I know it’s probably quite, ahem, noughties to talk about laneway culture – and in Australia, it suggests a bit of a defensive Melbourne-Sydney thing. But really, laneway culture is part of high density city life, and that fine resolution street life is really missing in Sydney.
Don’t forget your shoes
It’s the silly season in Darlinghurst, but that’s no reason to just throw your shoes off in the street.

That stylish kicker was on Macleay Street, outside the Potts Point Fratelli Fresh. But it’s by no means the only pair in town. Cast off shoes are reaching epidemic proportions.
There’s another pair just around the corner on Llankelly Place. Just over to the left there, it’s a pair of suede heels.


A fancy night out gone wrong (or right?) – it could have been a Take It Home And See If It Works, but this has the feel of something much bigger.
A dash of parsley
The Christmas tree in Fitzroy Gardens has borne fruit, well parsley.

It’s just common parsley – not the good Continental stuff – but when you’re short and the shops have closed, it’ll do at a pinch.

It reminds me of those weird planters the council put up at the intersection of Victoria and William Streets and Darlinghurst Road – they had strawberries, although none seemed to make it to fruiting. Still, I’m really into the concept of council decorations that are useful for the locals.
X marks the spot
Snapped by a reader, Kerri, on her way to work this very morning was this latest instalment.

Ever heard of “The Snicket?”
Well I hadn’t, but colloquially, it is the name for the pedestrian pathway that leads down to Billyard Avenue from Macleay Street, and this is where the X-Ray Specs were found.
Thanks Kerri.
A Kings Cross yarn – an update
It’s been a busy week for the guerrilla knitters in Kings Cross.
Three days ago, we caught their yarn going up in Fitzroy Gardens, but they’ve been working around the clock with a crane and a giant ladder, and the results are spectacular.

I love the idea of public art, but all too often the stark modernist blocks and balls in our public squares seem more alienating than intriguing. They stand so defiantly, inscrutable.
I Heart Kings Cross is something quite different. Warm, friendly – probably a bit smelly after all the rain – each piece of crochet and cross-stitch is so obviously made by someone.

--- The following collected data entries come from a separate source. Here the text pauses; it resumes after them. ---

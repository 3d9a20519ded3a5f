use crate::cache::SourceError;
use std::fmt;
use std::path::PathBuf;
use url::Url;

pub const GALAXY_PREFIX: &str = "galaxy:";

/// Where one logical piece of playbook source comes from
#[derive(Debug, Clone, PartialEq, Eq)]
pub enum SourceSpec {
    /// Installed with the package-registry tool; cache entry is a placeholder
    Galaxy(String),
    /// Cloned once, never re-synced
    Git(Url),
    /// Relative to the role's local scripts directory; re-copied every run
    Local(PathBuf),
}

impl SourceSpec {
    pub fn parse(raw: &str) -> Result<Self, SourceError> {
        let invalid = |reason: &str| SourceError::InvalidSpec {
            spec: raw.to_string(),
            reason: reason.to_string(),
        };

        if let Some(package) = raw.strip_prefix(GALAXY_PREFIX) {
            let package = package.trim();
            if package.is_empty() {
                return Err(invalid("missing package name"));
            }
            return Ok(Self::Galaxy(package.to_string()));
        }

        if raw.starts_with("http://") || raw.starts_with("https://") {
            return Url::parse(raw)
                .map(Self::Git)
                .map_err(|e| invalid(&e.to_string()));
        }

        if raw.trim().is_empty() {
            return Err(invalid("empty local path"));
        }
        Ok(Self::Local(PathBuf::from(raw)))
    }

    pub fn kind(&self) -> &'static str {
        match self {
            Self::Galaxy(_) => "galaxy",
            Self::Git(_) => "git",
            Self::Local(_) => "local",
        }
    }

    /// Local sources are refreshed on every run; remote ones only on first
    /// population.
    pub fn refreshes_existing(&self) -> bool {
        matches!(self, Self::Local(_))
    }
}

impl fmt::Display for SourceSpec {
    fn fmt(&self, f: &mut fmt::Formatter<'_>) -> fmt::Result {
        match self {
            Self::Galaxy(package) => write!(f, "{GALAXY_PREFIX}{package}"),
            Self::Git(url) => write!(f, "{url}"),
            Self::Local(path) => write!(f, "{}", path.display()),
        }
    }
}

/// One `playbook_src_paths` entry: cache subdirectory name and its source
#[derive(Debug, Clone, PartialEq, Eq)]
pub struct SourceEntry {
    pub name: String,
    pub spec: SourceSpec,
}

impl SourceEntry {
    pub fn new(name: impl Into<String>, spec: SourceSpec) -> Self {
        Self {
            name: name.into(),
            spec,
        }
    }
}

#[cfg(test)]
mod tests {
    use super::*;

    #[test]
    fn test_parse_galaxy_source() {
        assert_eq!(
            SourceSpec::parse("galaxy:geerlingguy.ntp").unwrap(),
            SourceSpec::Galaxy("geerlingguy.ntp".to_string())
        );
        assert!(SourceSpec::parse("galaxy:").is_err());
    }

    #[test]
    fn test_parse_git_source() {
        let spec = SourceSpec::parse("https://github.com/kubernetes/contrib.git").unwrap();
        assert_eq!(spec.kind(), "git");
        assert!(!spec.refreshes_existing());
        assert_eq!(spec.to_string(), "https://github.com/kubernetes/contrib.git");
    }

    #[test]
    fn test_parse_local_source() {
        let spec = SourceSpec::parse("playbooks").unwrap();
        assert_eq!(spec, SourceSpec::Local(PathBuf::from("playbooks")));
        assert!(spec.refreshes_existing());
        assert!(SourceSpec::parse("  ").is_err());
    }
}
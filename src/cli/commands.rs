use crate::cli::{print_resolved, print_run_outcome, Commands, NodeTarget, RustlePlaybookCli};
use crate::config::JigConfig;
use crate::orchestrator::PlaybookOrchestrator;
use crate::resolver::Scope;
use crate::state::{DeploymentStore, MemoryStore};
use crate::types::{Node, RunContext};
use anyhow::{anyhow, Context, Result};
use serde_json::{json, Value};
use std::path::Path;
use std::sync::Arc;
use tracing::{debug, info};

/// Settings from `--config`, else the default settings file if present,
/// else built-in defaults; then command-line overrides.
pub async fn load_config(cli: &RustlePlaybookCli) -> Result<JigConfig> {
    let path = match &cli.config {
        Some(path) => Some(path.clone()),
        None => JigConfig::default_path().filter(|p| p.is_file()),
    };

    let mut config = match path {
        Some(path) => {
            debug!("Loading settings from {}", path.display());
            JigConfig::from_file(&path).await?
        }
        None => JigConfig::default(),
    };

    if let Some(cache_dir) = &cli.cache_dir {
        config.cache_root = cache_dir.clone();
    }
    if let Some(playbooks_root) = &cli.playbooks_root {
        config.playbooks_root = playbooks_root.clone();
    }
    Ok(config)
}

pub async fn execute_command(cli: RustlePlaybookCli) -> Result<()> {
    let mut config = load_config(&cli).await?;

    match cli.command {
        Commands::Run {
            target,
            role,
            limit,
            format,
        } => {
            config.limit_to_node |= limit;
            let (store, node, data) = open_target(&target).await?;
            let orchestrator = PlaybookOrchestrator::new(config, store.clone(), store);
            let run = RunContext::new(role, node);
            let outcome = orchestrator.run(&run, data).await?;
            print_run_outcome(&outcome, format)
        }
        Commands::Inventory { target, role } => {
            let (store, node, data) = open_target(&target).await?;
            let orchestrator = PlaybookOrchestrator::new(config, store.clone(), store);
            let run = RunContext::new(role, node);
            print!("{}", orchestrator.preview_inventory(&run, data).await?);
            Ok(())
        }
        Commands::Resolve {
            target,
            expression,
            role,
        } => {
            let (store, node, data) = open_target(&target).await?;
            let orchestrator = PlaybookOrchestrator::new(config, store.clone(), store);
            let run = RunContext::new(role, node.clone());
            let scope = Scope::new(&node, &run, &data);
            let value = orchestrator
                .resolver()
                .resolve_str(&scope, &expression)
                .await;
            print_resolved(&expression, value.as_ref())
        }
    }
}

async fn open_target(target: &NodeTarget) -> Result<(Arc<MemoryStore>, Node, Value)> {
    let store = Arc::new(MemoryStore::from_file(&target.snapshot).await?);
    let node = store.node(&target.node).ok_or_else(|| {
        anyhow!(
            "Node {} not found in {}",
            target.node,
            target.snapshot.display()
        )
    })?;
    info!("Using node {} of deployment {}", node.name, node.deployment);

    let data = match &target.data {
        Some(path) => load_data(path).await?,
        None => store.node_data(&node).await?.unwrap_or_else(|| json!({})),
    };
    Ok((store, node, data))
}

async fn load_data(path: &Path) -> Result<Value> {
    let content = tokio::fs::read_to_string(path)
        .await
        .with_context(|| format!("Failed to read {}", path.display()))?;
    serde_yaml::from_str(&content).with_context(|| format!("Invalid data file {}", path.display()))
}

It’s glorious and wonderful.


A pair of eyes are ogling across at a bikini-clad pole (that’s at the pedestrian crossing where Darlinghurst Road becomes Macleay Street), and, as if to underscore the knitters’ take on public art, they’ve wrapped one of the discs in Dennis Wolanski’s Angled Wheels of Fortune in a relaxed, loose weave – “Chill out, ’80s sculptor.”

The police station has been drafted, too, and the entire spectacle now stretches a little further down Macleay Street and up Darlinghurst Road, though the focus remains on Fitzroy Gardens.

This is one of the most unexpectedly glorious things I’ve seen in ages. Walk by, if you can.
Cafe 9 in decline
The cafe at No. 9 Ward Avenue, Potts Point, has closed in mysterious circumstances.

Jess noticed it yesterday (her pic’s on the left), though the details are obscured behind the door. By the time we went by today, under a dusty orange sky, even those had been folded away.
Our post about No. 9 was the busiest and most commented since we started Darlinghurst Nights almost a year ago. It opened in July and seems to have burned bright, but fast.
UPDATE (25/9/09): There’s a new sign in the window at No. 9 (first noticed by Lisa in the comments below), that says the cafe is just closed for renovations.

The latest issue of Delicious magazine (October 09) says No. 9 breaks the Sydney cafe mould. It quotes Lane Finlayson (operator of the cafe, formerly of Bills, Darlinghurst).
We didn’t want it to have that ‘Sydney look’ of clean lines and white walls. We wanted something a little more European. It could be a very small corner of a grand country house.
The article says a liquor licence is in the works, with plans to open for dinner, which could explain the temporary closure – though with a great review in Delicious, they must be disappointed to be shut for business.
Live and learn
I’m terribly sorry, but a recent post would suggest that this is just asking for trouble.

Count them. 11 drums of vegetable oil.
And where was such a scene sighted?
On Macleay Street, only metres from the location of the “new” vomit.